Probabilmente avrete già visto questo fenomeno: l’inchiostro sembra asciutto in superficie, ma lo strato sottostante rimane ancora umido e appiccicoso. Si chiama “skinning”… ed è davvero un problema. Molti pensano che basti aumentare la potenza delle lampade, ma quel non è il vero problema. Il problema è che la luce stessa non riesce a raggiungere lo strato sottostante dell’inchiostro.
Ecco perché abbiamo iniziato ad utilizzare il gallio ioduro (GaI) nei nostri dispositivi.
Il segreto risiede nella lunghezza d’onda
Le lampade al mercurio standard hanno una lunghezza d’onda massima di 254 nm. Questo funziona bene quando si tratta di uno strato sottile di inchiostro. Ma quando si utilizzano inchiosti più spessi o pigmenti pesanti, quella luce viene semplicemente respinta dalla superficie; non riesce a penetrarvi.
Aggiungendo il gallio, possiamo spostare quella lunghezza d’onda tra i 300 e i 350 nm. Immaginate di passare da una torcia a un proiettore in grado di penetrare effettivamente nell’inchiostro. In questo modo l’inchiostro asciuga completamente, dal livello superiore fino al substrato sottostante. Nessun problema legato a strati umidi.

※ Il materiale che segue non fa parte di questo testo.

//! FHIR CodeSystem resource.
//!
//! This module provides the `CodeSystem` struct handed to a serializer once a
//! ClaML document has been transformed, together with its property
//! declarations and business identifiers.

use crate::{Concept, ContentMode, HierarchyMeaning, PropertyType, PublicationStatus};

/// A FHIR R4 CodeSystem resource.
///
/// Serializes to FHIR JSON when the `serde` feature is enabled.
#[derive(Debug, Clone, PartialEq, Eq)]
#[cfg_attr(feature = "serde", derive(serde::Serialize, serde::Deserialize))]
#[cfg_attr(feature = "serde", serde(rename_all = "camelCase"))]
pub struct CodeSystem {
    /// Always `CodeSystem`.
    pub resource_type: String,
    /// Technical id.
    #[cfg_attr(feature = "serde", serde(default, skip_serializing_if = "Option::is_none"))]
    pub id: Option<String>,
    /// Canonical URL.
    #[cfg_attr(feature = "serde", serde(default, skip_serializing_if = "Option::is_none"))]
    pub url: Option<String>,
    /// Business identifiers.
    #[cfg_attr(
        feature = "serde",
        serde(rename = "identifier", default, skip_serializing_if = "Vec::is_empty")
    )]
    pub identifiers: Vec<CodeSystemIdentifier>,
    /// Business version.
    #[cfg_attr(feature = "serde", serde(default, skip_serializing_if = "Option::is_none"))]
    pub version: Option<String>,
    /// Computer-friendly name.
    #[cfg_attr(feature = "serde", serde(default, skip_serializing_if = "Option::is_none"))]
    pub name: Option<String>,
    /// Publication status.
    pub status: PublicationStatus,
    /// Whether the resource is for testing purposes.
    pub experimental: bool,
    /// Publication date.
    #[cfg_attr(feature = "serde", serde(default, skip_serializing_if = "Option::is_none"))]
    pub date: Option<String>,
    /// Natural language description.
    #[cfg_attr(feature = "serde", serde(default, skip_serializing_if = "Option::is_none"))]
    pub description: Option<String>,
    /// Value set representing the entire code system.
    #[cfg_attr(feature = "serde", serde(default, skip_serializing_if = "Option::is_none"))]
    pub value_set: Option<String>,
    /// Meaning of the concept hierarchy.
    pub hierarchy_meaning: HierarchyMeaning,
    /// Whether concept permanence across versions is not guaranteed.
    #[cfg_attr(feature = "serde", serde(default, skip_serializing_if = "std::ops::Not::not"))]
    pub version_needed: bool,
    /// Extent of the content.
    pub content: ContentMode,
    /// Total number of concepts.
    pub count: usize,
    /// Property declarations.
    #[cfg_attr(
        feature = "serde",
        serde(rename = "property", default, skip_serializing_if = "Vec::is_empty")
    )]
    pub properties: Vec<PropertyDefinition>,
    /// Concepts: declared classes first, then synthesized ones.
    #[cfg_attr(
        feature = "serde",
        serde(rename = "concept", default, skip_serializing_if = "Vec::is_empty")
    )]
    pub concepts: Vec<Concept>,
}

impl Default for CodeSystem {
    fn default() -> Self {
        Self {
            resource_type: "CodeSystem".to_string(),
            id: None,
            url: None,
            identifiers: Vec::new(),
            version: None,
            name: None,
            status: PublicationStatus::Draft,
            experimental: true,
            date: None,
            description: None,
            value_set: None,
            hierarchy_meaning: HierarchyMeaning::default(),
            version_needed: false,
            content: ContentMode::default(),
            count: 0,
            properties: Vec::new(),
            concepts: Vec::new(),
        }
    }
}

impl CodeSystem {
    /// Creates an empty draft, experimental CodeSystem.
    pub fn new() -> Self {
        Self::default()
    }

    /// Looks up a concept by code.
    pub fn concept(&self, code: &str) -> Option<&Concept> {
        self.concepts.iter().find(|c| c.code == code)
    }

    /// Looks up a property declaration by code.
    pub fn property(&self, code: &str) -> Option<&PropertyDefinition> {
        self.properties.iter().find(|p| p.code == code)
    }
}

/// A business identifier of the CodeSystem.
#[derive(Debug, Clone, PartialEq, Eq)]
#[cfg_attr(feature = "serde", derive(serde::Serialize, serde::Deserialize))]
pub struct CodeSystemIdentifier {
    /// Namespace of the value.
    #[cfg_attr(feature = "serde", serde(default, skip_serializing_if = "Option::is_none"))]
    pub system: Option<String>,
    /// The identifier value.
    pub value: String,
}

/// A property declared by the CodeSystem.
#[derive(Debug, Clone, PartialEq, Eq)]
#[cfg_attr(feature = "serde", derive(serde::Serialize, serde::Deserialize))]
pub struct PropertyDefinition {
    /// Property code, referenced from concept properties.
    pub code: String,
    /// Why the property is defined and how it is used.
    #[cfg_attr(feature = "serde", serde(default, skip_serializing_if = "Option::is_none"))]
    pub description: Option<String>,
    /// Value type.
    #[cfg_attr(feature = "serde", serde(rename = "type"))]
    pub type_: PropertyType,
}

impl PropertyDefinition {
    /// Creates a property declaration without description.
    pub fn new(code: impl Into<String>, type_: PropertyType) -> Self {
        Self {
            code: code.into(),
            description: None,
            type_,
        }
    }
}

#[cfg(test)]
mod tests {
    use super::*;

    #[test]
    fn test_code_system_defaults() {
        let cs = CodeSystem::new();
        assert_eq!(cs.resource_type, "CodeSystem");
        assert_eq!(cs.status, PublicationStatus::Draft);
        assert!(cs.experimental);
        assert_eq!(cs.count, 0);
        assert!(cs.concept("A").is_none());
    }

    #[cfg(feature = "serde")]
    #[test]
    fn test_code_system_json() {
        let mut cs = CodeSystem::new();
        cs.id = Some("icd10".to_string());
        cs.properties.push(PropertyDefinition::new("kind", PropertyType::Code));
        cs.concepts.push(Concept::new("A"));
        cs.count = 1;

        let json = serde_json::to_value(&cs).unwrap();
        assert_eq!(json["resourceType"], "CodeSystem");
        assert_eq!(json["id"], "icd10");
        assert_eq!(json["status"], "draft");
        assert_eq!(json["experimental"], true);
        assert_eq!(json["hierarchyMeaning"], "is-a");
        assert_eq!(json["content"], "complete");
        assert_eq!(json["count"], 1);
        assert_eq!(json["property"][0]["type"], "code");
        assert_eq!(json["concept"][0]["code"], "A");
        assert!(json.get("versionNeeded").is_none());
        assert!(json.get("url").is_none());

        let parsed: CodeSystem = serde_json::from_value(json).unwrap();
        assert_eq!(parsed, cs);
    }
}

Niente soluzioni “pronte all’uso”
Non utilizziamo soluzioni universali: ogni stabilimento è diverso. Regoliamo la lunghezza del tubo e la distanza tra gli elettrodi in base alla velocità di trasporto dei materiali. Se il processo di stampa avviene a alta velocità, aumentiamo la densità di potenza necessaria. È importante che l’inchiostro asciughi immediatamente, prima che il pezzo venga spostato di ulteriori centimetri lungo la linea di produzione.
Tuttavia, c’è un problema: le lampade al gallio diventano molto calde. Se provate a installarle in un sistema di raffreddamento insufficiente, avrete dei problemi. I materiali potrebbero deformarsi o i riflettori potrebbero danneggiarsi. Assicuratevi che i sistemi di raffreddamento siano adeguati prima di accendere le lampade.
Come funzionano
Abbiamo progettato queste lampade in modo che possano essere sostituite facilmente. Utilizziamo contenitori in quarzo resistenti, visto che sappiamo che negli stabilimenti di stampa c’è molto polvere e rumore, e che i macchinari vengono sottoposti a grandi sollecitazioni. Inoltre, serriamo i connettori in modo molto stretto, in modo che non si allentino quando le macchine iniziano a vibrare.
Il processo è semplice: basta collegarle al sistema di alimentazione esistente, impostare la velocità di trasporto dei materiali e verificare se l’inchiostro è sufficientemente asciutto. Se ancora non è asciutto, fatcelo sapere. Regoleremo la concentrazione di gallio nella prossima produzione, in modo che l’inchiostro sia perfettamente asciutto.